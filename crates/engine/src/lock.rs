// SPDX-License-Identifier: BUSL-1.1
// Copyright (c) 2026 Alfred Jean LLC

//! Server-wide exclusivity lock
//!
//! One run at a time may hold the server. The check-and-insert happens in a
//! single registry statement, so concurrent acquires resolve to one winner.

use chrono::{DateTime, Utc};
use rj_core::{Clock, LockConfig, LockRecord, RunId};
use rj_storage::{LockInsert, Registry, RegistryError};
use std::sync::{Arc, Mutex};
use thiserror::Error;

/// Errors from lock operations
#[derive(Debug, Error)]
pub enum LockError {
    /// Another run holds the lock; carries the holder's record unchanged
    #[error("server is locked by {} running {} since {}", .0.holder, .0.run_id, .0.created_at)]
    Conflict(LockRecord),
    #[error(transparent)]
    Registry(#[from] RegistryError),
}

/// Acquire, refresh and release the lock row
#[derive(Clone)]
pub struct LockService<C: Clock> {
    registry: Registry,
    clock: C,
    config: LockConfig,
    /// Last `updated_at` this process wrote or observed for a run
    last_refresh: Arc<Mutex<Option<(RunId, DateTime<Utc>)>>>,
}

impl<C: Clock> LockService<C> {
    pub fn new(registry: Registry, clock: C, config: LockConfig) -> Self {
        Self {
            registry,
            clock,
            config,
            last_refresh: Arc::new(Mutex::new(None)),
        }
    }

    pub fn config(&self) -> &LockConfig {
        &self.config
    }

    /// Take the lock for `run_id`, or report who holds it
    pub async fn acquire(
        &self,
        holder: &str,
        run_id: &RunId,
    ) -> Result<LockRecord, LockError> {
        let record = LockRecord::new(holder, run_id.clone(), self.clock.now());
        match self.registry.insert_lock(&record).await? {
            LockInsert::Inserted => {
                tracing::info!(holder, run_id = %run_id, "lock acquired");
                self.remember(run_id, record.updated_at);
                Ok(record)
            }
            LockInsert::Held(existing) => {
                tracing::info!(
                    holder,
                    run_id = %run_id,
                    held_by = %existing.holder,
                    held_for = %existing.run_id,
                    "lock conflict"
                );
                Err(LockError::Conflict(existing))
            }
        }
    }

    /// Administrative release of whatever lock exists
    ///
    /// Returns whether a lock was held. Releasing an unlocked server is a no-op.
    pub async fn release(&self) -> Result<bool, LockError> {
        let released = self.registry.delete_lock().await?;
        self.forget();
        if released {
            tracing::warn!("lock released administratively");
        }
        Ok(released)
    }

    /// Release the lock only if it still protects `run_id`
    pub async fn release_run(&self, run_id: &RunId) -> Result<bool, LockError> {
        let released = self.registry.delete_lock_for(run_id).await?;
        self.forget();
        if released {
            tracing::info!(run_id = %run_id, "lock released");
        }
        Ok(released)
    }

    /// Prove liveness for `run_id`
    ///
    /// Writes `updated_at` only when the cooldown has passed since the last
    /// update and the lock still protects this run. Returns whether a write
    /// happened.
    pub async fn refresh(&self, run_id: &RunId) -> Result<bool, LockError> {
        let now = self.clock.now();
        if self.recently_refreshed(run_id, now) {
            return Ok(false);
        }

        let Some(current) = self.registry.load_lock().await? else {
            return Ok(false);
        };
        if &current.run_id != run_id {
            return Ok(false);
        }
        if !current.needs_refresh(now, self.config.refresh_cooldown) {
            self.remember(run_id, current.updated_at);
            return Ok(false);
        }

        let touched = self.registry.touch_lock(run_id, now).await?;
        if touched {
            tracing::debug!(run_id = %run_id, "lock refreshed");
            self.remember(run_id, now);
        }
        Ok(touched)
    }

    pub async fn load(&self) -> Result<Option<LockRecord>, LockError> {
        Ok(self.registry.load_lock().await?)
    }

    fn recently_refreshed(&self, run_id: &RunId, now: DateTime<Utc>) -> bool {
        let last = self.last_refresh.lock().unwrap_or_else(|e| e.into_inner());
        match last.as_ref() {
            Some((id, at)) if id == run_id => match (now - *at).to_std() {
                Ok(elapsed) => elapsed <= self.config.refresh_cooldown,
                Err(_) => true,
            },
            _ => false,
        }
    }

    fn remember(&self, run_id: &RunId, at: DateTime<Utc>) {
        *self.last_refresh.lock().unwrap_or_else(|e| e.into_inner()) = Some((run_id.clone(), at));
    }

    fn forget(&self) {
        *self.last_refresh.lock().unwrap_or_else(|e| e.into_inner()) = None;
    }
}

#[cfg(test)]
#[path = "lock_tests.rs"]
mod tests;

YOUR GOAL: Hand back the whole listing, exactly as it is.

ANSWER TO THIS TASK:
filename crates/engine/src/lock.rs
// SPDX-License-Identifier: BUSL-1.1
// Copyright (c) 2026 Alfred Jean LLC

//! Server-wide exclusivity lock
//!
//! One run at a time may hold the server. The check-and-insert happens in a
//! single registry statement, so concurrent acquires resolve to one winner.

use chrono::{DateTime, Utc};
use rj_core::{Clock, LockConfig, LockRecord, RunId};
use rj_storage::{LockInsert, Registry, RegistryError};
use std::sync::{Arc, Mutex};
use thiserror::Error;

/// Errors from lock operations
#[derive(Debug, Error)]
pub enum LockError {
    /// Another run holds the lock; carries the holder's record unchanged
    #[error("server is locked by {} running {} since {}", .0.holder, .0.run_id, .0.created_at)]
    Conflict(LockRecord),
    #[error(transparent)]
    Registry(#[from] RegistryError),
}

/// Acquire, refresh and release the lock row
#[derive(Clone)]
pub struct LockService<C: Clock> {
    registry: Registry,
    clock: C,
    config: LockConfig,
    /// Last `updated_at` this process wrote or observed for a run
    last_refresh: Arc<Mutex<Option<(RunId, DateTime<Utc>)>>>,
}

impl<C: Clock> LockService<C> {
    pub fn new(registry: Registry, clock: C, config: LockConfig) -> Self {
        Self {
            registry,
            clock,
            config,
            last_refresh: Arc::new(Mutex::new(None)),
        }
    }

    pub fn config(&self) -> &LockConfig {
        &self.config
    }

    /// Take the lock for `run_id`, or report who holds it
    pub async fn acquire(
        &self,
        holder: &str,
        run_id: &RunId,
    ) -> Result<LockRecord, LockError> {
        let record = LockRecord::new(holder, run_id.clone(), self.clock.now());
        match self.registry.insert_lock(&record).await? {
            LockInsert::Inserted => {
                tracing::info!(holder, run_id = %run_id, "lock acquired");
                self.remember(run_id, record.updated_at);
                Ok(record)
            }
            LockInsert::Held(existing) => {
                tracing::info!(
                    holder,
                    run_id = %run_id,
                    held_by = %existing.holder,
                    held_for = %existing.run_id,
                    "lock conflict"
                );
                Err(LockError::Conflict(existing))
            }
        }
    }

    /// Administrative release of whatever lock exists
    ///
    /// Returns whether a lock was held. Releasing an unlocked server is a no-op.
    pub async fn release(&self) -> Result<bool, LockError> {
        let released = self.registry.delete_lock().await?;
        self.forget();
        if released {
            tracing::warn!("lock released administratively");
        }
        Ok(released)
    }

    /// Release the lock only if it still protects `run_id`
    pub async fn release_run(&self, run_id: &RunId) -> Result<bool, LockError> {
        let released = self.registry.delete_lock_for(run_id).await?;
        self.forget();
        if released {
            tracing::info!(run_id = %run_id, "lock released");
        }
        Ok(released)
    }

    /// Prove liveness for `run_id`
    ///
    /// Writes `updated_at` only when the cooldown has passed since the last
    /// update and the lock still protects this run. Returns whether a write
    /// happened.
    pub async fn refresh(&self, run_id: &RunId) -> Result<bool, LockError> {
        let now = self.clock.now();
        if self.recently_refreshed(run_id, now) {
            return Ok(false);
        }

        let Some(current) = self.registry.load_lock().await? else {
            return Ok(false);
        };
        if &current.run_id != run_id {
            return Ok(false);
        }
        if !current.needs_refresh(now, self.config.refresh_cooldown) {
            self.remember(run_id, current.updated_at);
            return Ok(false);
        }

        let touched = self.registry.touch_lock(run_id, now).await?;
        if touched {
            tracing::debug!(run_id = %run_id, "lock refreshed");
            self.remember(run_id, now);
        }
        Ok(touched)
    }

    pub async fn load(&self) -> Result<Option<LockRecord>, LockError> {
        Ok(self.registry.load_lock().await?)
    }

    fn recently_refreshed(&self, run_id: &RunId, now: DateTime<Utc>) -> bool {
        let last = self.last_refresh.lock().unwrap_or_else(|e| e.into_inner());
        match last.as_ref() {
            Some((id, at)) if id == run_id => match (now - *at).to_std() {
                Ok(elapsed) => elapsed <= self.config.refresh_cooldown,
                Err(_) => true,
            },
            _ => false,
        }
    }

    fn remember(&self, run_id: &RunId, at: DateTime<Utc>) {
        *self.last_refresh.lock().unwrap_or_else(|e| e.into_inner()) = Some((run_id.clone(), at));
    }

    fn forget(&self) {
        *self.last_refresh.lock().unwrap_or_else(|e| e.into_inner()) = None;
    }
}

#[cfg(test)]
#[path = "lock_tests.rs"]
mod tests;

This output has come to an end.